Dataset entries
use directories::ProjectDirs;
use std::path::PathBuf;

const APP_NAME: &str = "typesprint";

/// Centralized application directory resolution
pub struct AppDirs;

impl AppDirs {
    pub fn config_path() -> PathBuf {
        ProjectDirs::from("", "", APP_NAME)
            .map(|pd| pd.config_dir().join("config.json"))
            .unwrap_or_else(|| PathBuf::from("typesprint_config.json"))
    }

    /// Directory for the log file. Prefers `~/.local/state`, which is where
    /// logs belong on Linux and is not exposed by `ProjectDirs`.
    pub fn log_dir() -> PathBuf {
        if let Ok(home) = std::env::var("HOME") {
            PathBuf::from(home)
                .join(".local")
                .join("state")
                .join(APP_NAME)
        } else {
            ProjectDirs::from("", "", APP_NAME)
                .map(|pd| pd.data_local_dir().to_path_buf())
                .unwrap_or_else(std::env::temp_dir)
        }
    }
}

#[cfg(test)]
mod tests {
    use super::*;

    #[test]
    fn config_path_is_json() {
        let path = AppDirs::config_path();
        assert_eq!(path.file_name().unwrap(), "config.json");
    }

    #[test]
    fn log_dir_is_app_specific() {
        let dir = AppDirs::log_dir();
        assert!(dir.to_string_lossy().contains(APP_NAME) || dir == std::env::temp_dir());
    }
}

**Task prompt:** Retype all of the data shown above, word for word.

**Response area:**
use directories::ProjectDirs;
use std::path::PathBuf;

const APP_NAME: &str = "typesprint";

/// Centralized application directory resolution
pub struct AppDirs;

impl AppDirs {
    pub fn config_path() -> PathBuf {
        ProjectDirs::from("", "", APP_NAME)
            .map(|pd| pd.config_dir().join("config.json"))
            .unwrap_or_else(|| PathBuf::from("typesprint_config.json"))
    }

    /// Directory for the log file. Prefers `~/.local/state`, which is where
    /// logs belong on Linux and is not exposed by `ProjectDirs`.
    pub fn log_dir() -> PathBuf {
        if let Ok(home) = std::env::var("HOME") {
            PathBuf::from(home)
                .join(".local")
                .join("state")
                .join(APP_NAME)
        } else {
            ProjectDirs::from("", "", APP_NAME)
                .map(|pd| pd.data_local_dir().to_path_buf())
                .unwrap_or_else(std::env::temp_dir)
        }
    }
}

#[cfg(test)]
mod tests {
    use super::*;

    #[test]
    fn config_path_is_json() {
        let path = AppDirs::config_path();
        assert_eq!(path.file_name().unwrap(), "config.json");
    }

    #[test]
    fn log_dir_is_app_specific() {
        let dir = AppDirs::log_dir();
        assert!(dir.to_string_lossy().contains(APP_NAME) || dir == std::env::temp_dir());
    }
}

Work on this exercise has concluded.